Under the terms of the Justice Department’s review, known as “collaborative reform,” the recommendations made by the federal authorities were nonbinding. The Times report includes insight from police chiefs and elected officials in other cities, such as Baltimore and Ville Platte, Louisiana, where more stringent, court-ordered reviews were underway or being considered. Officials in those cities told the Times they, too, were concerned the Justice Department’s oversight role was being rolled back under President Donald Trump and Jeff Sessions, the U.S. attorney general.

In a letter to Meidl dated Sept. 19, Russell Washington, then-acting director of the COPS program, said the decision to suspend progress reports on collaborative reform efforts was made to limit “wide-ranging investigative assessments that go beyond the scope of technical assistance and support.”

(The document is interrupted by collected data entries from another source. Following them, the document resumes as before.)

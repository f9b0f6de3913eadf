//! PageRank by Markov chain sampling

use super::transition::next_page_weights;
use super::{validate_damping, RankResult, RunStats};
use crate::error::{Result, SurfRankError};
use crate::graph::CorpusGraph;
use rand::distributions::{Distribution, WeightedIndex};
use rand::rngs::StdRng;
use rand::{Rng, SeedableRng};

/// Monte Carlo estimator: follow one random surfer and count where it goes.
///
/// The chain is strictly sequential. Visit frequencies converge to the
/// stationary distribution with error shrinking like `1/sqrt(samples)`.
#[derive(Debug, Clone)]
pub struct SamplingEstimator {
    /// Damping factor (typically 0.85)
    pub damping: f64,
    /// Number of steps taken by the surfer
    pub samples: usize,
    /// Seed for a reproducible walk
    pub seed: Option<u64>,
}

impl Default for SamplingEstimator {
    fn default() -> Self {
        Self {
            damping: crate::DEFAULT_DAMPING,
            samples: crate::DEFAULT_SAMPLES,
            seed: None,
        }
    }
}

impl SamplingEstimator {
    pub fn new() -> Self {
        Self::default()
    }

    pub fn with_damping(mut self, damping: f64) -> Self {
        self.damping = damping;
        self
    }

    pub fn with_samples(mut self, samples: usize) -> Self {
        self.samples = samples;
        self
    }

    pub fn with_seed(mut self, seed: Option<u64>) -> Self {
        self.seed = seed;
        self
    }

    /// Run the chain with a `StdRng` seeded from `seed`, or the thread RNG
    pub fn run(&self, graph: &CorpusGraph) -> Result<RankResult> {
        let visits = match self.seed {
            Some(seed) => self.walk(graph, &mut StdRng::seed_from_u64(seed))?,
            None => self.walk(graph, &mut rand::thread_rng())?,
        };
        Ok(self.frequencies(graph, &visits, self.seed))
    }

    /// Run the chain with a caller-supplied random source
    pub fn run_with_rng<R: Rng>(&self, graph: &CorpusGraph, rng: &mut R) -> Result<RankResult> {
        let visits = self.walk(graph, rng)?;
        Ok(self.frequencies(graph, &visits, None))
    }

    #[tracing::instrument(skip(self, graph, rng), fields(pages = graph.len(), samples = self.samples, damping = self.damping))]
    fn walk<R: Rng>(&self, graph: &CorpusGraph, rng: &mut R) -> Result<Vec<usize>> {
        validate_damping(self.damping)?;
        graph.ensure_non_empty()?;
        if self.samples == 0 {
            return Err(SurfRankError::InvalidInput(
                "sample count must be positive".to_string(),
            ));
        }

        let n = graph.len();
        let mut visits = vec![0usize; n];
        // Built on first visit; a page's distribution never changes during a walk.
        let mut samplers: Vec<Option<WeightedIndex<f64>>> = (0..n).map(|_| None).collect();

        let mut current = rng.gen_range(0..n);
        for _ in 0..self.samples {
            let sampler = match samplers[current].take() {
                Some(sampler) => sampler,
                None => WeightedIndex::new(next_page_weights(graph, current, self.damping))
                    .map_err(|e| {
                        SurfRankError::InvalidInput(format!(
                            "transition weights for {}: {}",
                            graph.page(current),
                            e
                        ))
                    })?,
            };
            let next = sampler.sample(rng);
            samplers[current] = Some(sampler);

            visits[next] += 1;
            current = next;
        }

        tracing::debug!(
            visited = visits.iter().filter(|&&v| v > 0).count(),
            "Sampling walk finished"
        );
        Ok(visits)
    }

    fn frequencies(&self, graph: &CorpusGraph, visits: &[usize], seed: Option<u64>) -> RankResult {
        let total = self.samples as f64;
        let scores = graph
            .pages()
            .zip(visits)
            .map(|(page, &count)| (page.to_string(), count as f64 / total))
            .collect();

        RankResult {
            scores,
            stats: RunStats::Sampling {
                samples: self.samples,
                seed,
            },
        }
    }
}

/// Estimate PageRank from `samples` steps of a random surfer
pub fn sample_ranks(graph: &CorpusGraph, damping: f64, samples: usize) -> Result<RankResult> {
    SamplingEstimator::new()
        .with_damping(damping)
        .with_samples(samples)
        .run(graph)
}

/// Same as [`sample_ranks`] with an explicit random source
pub fn sample_ranks_with_rng<R: Rng>(
    graph: &CorpusGraph,
    damping: f64,
    samples: usize,
    rng: &mut R,
) -> Result<RankResult> {
    SamplingEstimator::new()
        .with_damping(damping)
        .with_samples(samples)
        .run_with_rng(graph, rng)
}

#[cfg(test)]
mod tests {
    use super::*;
    use crate::rank::iterate_ranks;

    fn corpus() -> CorpusGraph {
        CorpusGraph::from_links(vec![
            ("1.html", vec!["2.html"]),
            ("2.html", vec!["1.html", "3.html"]),
            ("3.html", vec!["2.html", "4.html"]),
            ("4.html", vec!["2.html"]),
        ])
    }

    #[test]
    fn test_frequencies_sum_to_one() {
        let g = corpus();
        let mut rng = StdRng::seed_from_u64(42);
        let ranks = sample_ranks_with_rng(&g, 0.85, 10_000, &mut rng).unwrap();

        assert_eq!(ranks.len(), 4);
        assert!((ranks.total() - 1.0).abs() < 1e-12);
        assert!(ranks.iter().all(|(_, v)| (0.0..=1.0).contains(&v)));
    }

    #[test]
    fn test_symmetric_pair() {
        let g = CorpusGraph::from_links(vec![("A", vec!["B"]), ("B", vec!["A"])]);
        let ranks = SamplingEstimator::new()
            .with_seed(Some(7))
            .run(&g)
            .unwrap();

        assert!((ranks.get("A").unwrap() - 0.5).abs() < 0.03);
        assert!((ranks.get("B").unwrap() - 0.5).abs() < 0.03);
    }

    #[test]
    fn test_single_page() {
        let g = CorpusGraph::from_links(vec![("A", Vec::<String>::new())]);
        let ranks = sample_ranks(&g, 0.85, 100).unwrap();
        assert_eq!(ranks.get("A"), Some(1.0));
    }

    #[test]
    fn test_seed_is_reproducible() {
        let g = corpus();
        let estimator = SamplingEstimator::new().with_samples(2_000).with_seed(Some(11));

        let first = estimator.run(&g).unwrap();
        let second = estimator.run(&g).unwrap();
        assert_eq!(first, second);
        assert_eq!(
            first.stats,
            RunStats::Sampling {
                samples: 2_000,
                seed: Some(11)
            }
        );
    }

    #[test]
    fn test_close_to_iteration() {
        let g = corpus();
        let mut rng = StdRng::seed_from_u64(1234);
        let sampled = sample_ranks_with_rng(&g, 0.85, 50_000, &mut rng).unwrap();
        let iterated = iterate_ranks(&g, 0.85, 1e-9).unwrap();

        assert!(
            sampled.max_abs_difference(&iterated) < 0.03,
            "sampled {:?} vs iterated {:?}",
            sampled.scores,
            iterated.scores
        );
    }

    #[test]
    fn test_rejects_invalid_input() {
        let g = corpus();
        assert!(sample_ranks(&g, 0.85, 0).unwrap_err().is_invalid_input());
        assert!(sample_ranks(&g, 1.2, 10).unwrap_err().is_invalid_input());
        assert!(sample_ranks(&CorpusGraph::default(), 0.85, 10)
            .unwrap_err()
            .is_invalid_input());
    }
}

City Council President Ben Stuckart said Wednesday he hadn’t seen the Times report, but expressed frustration with the Trump White House. Stuckart, once a Democratic candidate for Congress, has led pushes on the council to combat the creation of a religious registry, citing Trump’s campaign rhetoric (which hasn’t been proposed), and condemning his decision to withdraw the United States from the Paris accord, a multinational climate agreement.

“The Trump administration has gotten nothing right so far,” Stuckart said Wednesday. “This just follows that pattern.”

Condon said he believed the Justice Department would continue to provide assistance to local law enforcement agencies under the new direction for the COPS program. He pointed to the declining use of force in the Spokane Police Department, training on how to work with residents experiencing mental illness and increased enrollment in the agency’s youth program as changes that are more important than the release of a report.

“I think people want to see it in the action of their police officers,” Condon said. “I could give you binders and binders of reports provided to the city, that didn’t increase efficiency, or legitimacy. But was it a component? Absolutely.”